The Legacy initiative is a continuing philanthropic endeavor through which the NHL and the local team (this season the Blackhawks) support community organizations in the host city of an NHL event.
Since having its first Legacy event in 2003, the League, its clubs and partners have donated more than $8 million to communities across North America. Legacy projects have aided thousands of hospital patients in recovery, helped at-risk youth and families gain better access to educational and vocational training, and provided greater access to people of all ages to learn and play hockey.
The Chicago legacy announcement was made the same day the NHL mobile refrigeration truck arrived at Wrigley Field, home of the Chicago Cubs, where the Blackhawks will play the St. Louis Blues at the Winter Classic on Dec. 31 (5 p.m. ET; MAX, truTV, TNT, SN, TVAS).
More than 100 students were at the Boys & Girls Club to see the ribbon-cutting ceremony of the new ball hockey rink.
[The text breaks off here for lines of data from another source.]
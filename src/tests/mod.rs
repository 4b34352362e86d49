use crate::client::{Authenticated, Client, ClientConfig};
use httpmock::MockServer;
use std::sync::Once;
use tracing_subscriber::EnvFilter;

mod market;

pub(crate) const API_KEY: &str = "test-api-key";

static INIT: Once = Once::new();

/// Route `tracing` output through the test harness, filtered by `RUST_LOG`
fn init_logging() {
    INIT.call_once(|| {
        tracing_subscriber::fmt()
            .with_env_filter(EnvFilter::from_default_env())
            .with_test_writer()
            .try_init()
            .ok();
    });
}

/// Client authenticated with `API_KEY`, pointed at the mock server
pub(crate) fn client_for(server: &MockServer) -> Client<Authenticated> {
    init_logging();
    let config = ClientConfig::default().with_base_url(server.base_url());
    Client::from_api_key_with_config(API_KEY, config).unwrap()
}

/// Client whose requests can never reach a server
pub(crate) fn unreachable_client() -> Client<Authenticated> {
    let config = ClientConfig::default().with_base_url("http://127.0.0.1:1");
    Client::from_api_key_with_config(API_KEY, config).unwrap()
}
Then they got a chance to play a little ball hockey, including some games with Bedard as a “teammate.”
“The Blackhawks and the Wirtz family have had long ties to the west side [of Chicago]. We work here, we play games here, we also have a lot of employees and their families that live here, including part of our ownership,” Blackhawks president of business operations Jaime Faulkner said. “So, it means a lot to be invested here and to see these projects come to life from our partnerships is awesome.”